### Exercise instructions
Using the data below, copy every line that contains the word "binary".

### Data shown
#####
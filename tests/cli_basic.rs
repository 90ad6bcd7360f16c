//! Integration tests for basic CLI behavior.
//!
//! Tests that the binary accepts standard flags, translates option flags
//! into session options, and reports invalid values with a non-zero exit.

#![allow(deprecated)] // cargo_bin deprecation; replacement not yet stable

use std::io::Write;

use assert_cmd::Command;
use predicates::prelude::*;

/// Helper: get a Command for the `streamtap` binary with a clean logging
/// and CA bundle environment.
fn streamtap() -> Command {
    let mut cmd = Command::cargo_bin("streamtap").expect("binary 'streamtap' should be built");
    cmd.env_remove("RUST_LOG").env_remove("SSL_CERT_FILE");
    cmd
}

fn streamtap_no_config() -> Command {
    let mut cmd = streamtap();
    cmd.arg("--no-config");
    cmd
}

// ─── Top-level flags ─────────────────────────────────────────────────────────

#[test]
fn help_flag_shows_usage() {
    streamtap()
        .arg("--help")
        .assert()
        .success()
        .stdout(predicate::str::contains("Usage: streamtap"))
        .stdout(predicate::str::contains("--http-proxy"))
        .stdout(predicate::str::contains("--set"))
        .stdout(predicate::str::contains("--https-proxy").not());
}

#[test]
fn version_flag_shows_semver() {
    streamtap()
        .arg("--version")
        .assert()
        .success()
        .stdout(predicate::str::is_match(r"^streamtap \d+\.\d+\.\d+\n$").unwrap());
}

#[test]
fn config_and_no_config_conflict() {
    streamtap()
        .args(["--no-config", "--config", "x.toml"])
        .assert()
        .failure();
}

// ─── Option output ───────────────────────────────────────────────────────────

#[test]
fn prints_all_options_as_json() {
    streamtap_no_config()
        .assert()
        .success()
        .stdout(predicate::str::starts_with("{"))
        .stdout(predicate::str::contains("\"hls-live-edge\": 3"))
        .stdout(predicate::str::contains("\"http-timeout\": 20.0"))
        .stdout(predicate::str::contains("\"user-input-requester\": null"));
}

#[test]
fn proxy_flag_is_normalized() {
    streamtap_no_config()
        .args(["--http-proxy", "proxy.example:8080", "--get", "http-proxy"])
        .assert()
        .success()
        .stdout("\"https://proxy.example:8080\"\n");
}

#[test]
fn ipv4_flag_clears_ipv6() {
    streamtap_no_config()
        .args(["-4", "--get", "ipv4"])
        .assert()
        .success()
        .stdout("true\n");
    streamtap_no_config()
        .args(["-4", "-6", "--get", "ipv4"])
        .assert()
        .success()
        .stdout("false\n");
}

#[test]
fn header_flag_merges_into_defaults() {
    streamtap_no_config()
        .args(["--http-header", "X-A=1", "--get", "http-headers"])
        .assert()
        .success()
        .stdout(predicate::str::contains("\"X-A\": \"1\""))
        .stdout(predicate::str::contains("\"Accept\": \"*/*\""));
}

#[test]
fn no_ssl_verify_flag() {
    streamtap_no_config()
        .args(["--http-no-ssl-verify", "--get", "http-ssl-verify"])
        .assert()
        .success()
        .stdout("false\n");
}

#[test]
fn set_parses_like_the_default() {
    streamtap_no_config()
        .args(["--set", "hls-live-edge=7", "--get", "hls-live-edge"])
        .assert()
        .success()
        .stdout("7\n");
    streamtap_no_config()
        .args(["--set", "hls-audio-select=en,de", "--get", "hls-audio-select"])
        .assert()
        .success()
        .stdout("[\n  \"en\",\n  \"de\"\n]\n");
    streamtap_no_config()
        .args(["--set", "webbrowser-headless=no", "--get", "webbrowser-headless"])
        .assert()
        .success()
        .stdout("false\n");
}

#[test]
fn set_accepts_unknown_keys() {
    streamtap_no_config()
        .args(["--set", "plugin-token=abc", "--get", "plugin-token"])
        .assert()
        .success()
        .stdout("\"abc\"\n");
}

#[test]
fn verify_booleans_win_over_ca_bundle_default() {
    let bundle = tempfile::NamedTempFile::new().unwrap();
    let bundle_name = bundle.path().file_name().unwrap().to_string_lossy().into_owned();

    streamtap_no_config()
        .env("SSL_CERT_FILE", bundle.path())
        .args(["--get", "http-ssl-verify"])
        .assert()
        .success()
        .stdout(predicate::str::contains(bundle_name));
    streamtap_no_config()
        .env("SSL_CERT_FILE", bundle.path())
        .args(["--set", "http-ssl-verify=false", "--get", "http-ssl-verify"])
        .assert()
        .success()
        .stdout("false\n");
    streamtap_no_config()
        .env("SSL_CERT_FILE", bundle.path())
        .args(["--set", "http-no-ssl-verify=true", "--get", "http-ssl-verify"])
        .assert()
        .success()
        .stdout("false\n");
    streamtap_no_config()
        .env("SSL_CERT_FILE", bundle.path())
        .args(["--get", "http-no-ssl-verify"])
        .assert()
        .success()
        .stdout("false\n");
}

// ─── Deprecated keys ─────────────────────────────────────────────────────────

#[test]
fn deprecated_key_is_routed_and_warned() {
    streamtap_no_config()
        .args(["--set", "hls-timeout=30", "--get", "stream-timeout"])
        .assert()
        .success()
        .stdout("30.0\n")
        .stderr(predicate::str::contains(
            "`hls-timeout` has been deprecated in favor of the `stream-timeout` option",
        ));
}

#[test]
fn negated_alias_via_set() {
    streamtap_no_config()
        .args(["--set", "http-no-ssl-verify=true", "--get", "http-ssl-verify"])
        .assert()
        .success()
        .stdout("false\n");
}

#[test]
fn hidden_https_proxy_flag_still_works() {
    streamtap_no_config()
        .args(["--https-proxy", "http://p:1", "--get", "http-proxy"])
        .assert()
        .success()
        .stdout("\"http://p:1\"\n")
        .stderr(predicate::str::contains("`https-proxy` has been deprecated"));
}

// ─── Config file ─────────────────────────────────────────────────────────────

#[test]
fn config_file_options_are_applied() {
    let mut file = tempfile::NamedTempFile::new().unwrap();
    writeln!(file, "[options]\nhls-live-edge = 9\nhttp-proxy = \"cfg:1\"").unwrap();
    streamtap()
        .arg("--config")
        .arg(file.path())
        .args(["--get", "hls-live-edge"])
        .assert()
        .success()
        .stdout("9\n");
}

#[test]
fn flags_override_config_file() {
    let mut file = tempfile::NamedTempFile::new().unwrap();
    writeln!(file, "[options]\nhttp-proxy = \"cfg:1\"").unwrap();
    streamtap()
        .arg("--config")
        .arg(file.path())
        .args(["--http-proxy", "flag:2", "--get", "http-proxy"])
        .assert()
        .success()
        .stdout("\"https://flag:2\"\n");
}

#[test]
fn missing_config_file_fails() {
    streamtap()
        .args(["--config", "/nonexistent/streamtap/config.toml"])
        .assert()
        .failure()
        .stderr(predicate::str::contains("failed to read"));
}

// ─── Errors ──────────────────────────────────────────────────────────────────

#[test]
fn invalid_timeout_fails() {
    streamtap_no_config()
        .args(["--set", "http-timeout=-1"])
        .assert()
        .failure()
        .stderr(predicate::str::contains("invalid value for `http-timeout`"));
}

#[test]
fn unparsable_value_fails() {
    streamtap_no_config()
        .args(["--set", "ipv4=maybe"])
        .assert()
        .failure()
        .stderr(predicate::str::contains("invalid value for `ipv4`"));
}

#[test]
fn invalid_interface_fails() {
    streamtap_no_config()
        .args(["--interface", "eth0"])
        .assert()
        .failure()
        .stderr(predicate::str::contains("invalid value for `interface`"));
}

#[test]
fn assignment_without_equals_fails() {
    streamtap_no_config()
        .args(["--set", "hls-live-edge"])
        .assert()
        .failure()
        .stderr(predicate::str::contains("expected KEY=VALUE"));
}

#[test]
fn unknown_key_get_fails() {
    streamtap_no_config()
        .args(["--get", "no-such-option"])
        .assert()
        .failure()
        .stderr(predicate::str::contains("unknown option `no-such-option`"));
}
#####
### Task solution
//! Tests that the binary accepts standard flags, translates option flags
/// Helper: get a Command for the `streamtap` binary with a clean logging
    let mut cmd = Command::cargo_bin("streamtap").expect("binary 'streamtap' should be built");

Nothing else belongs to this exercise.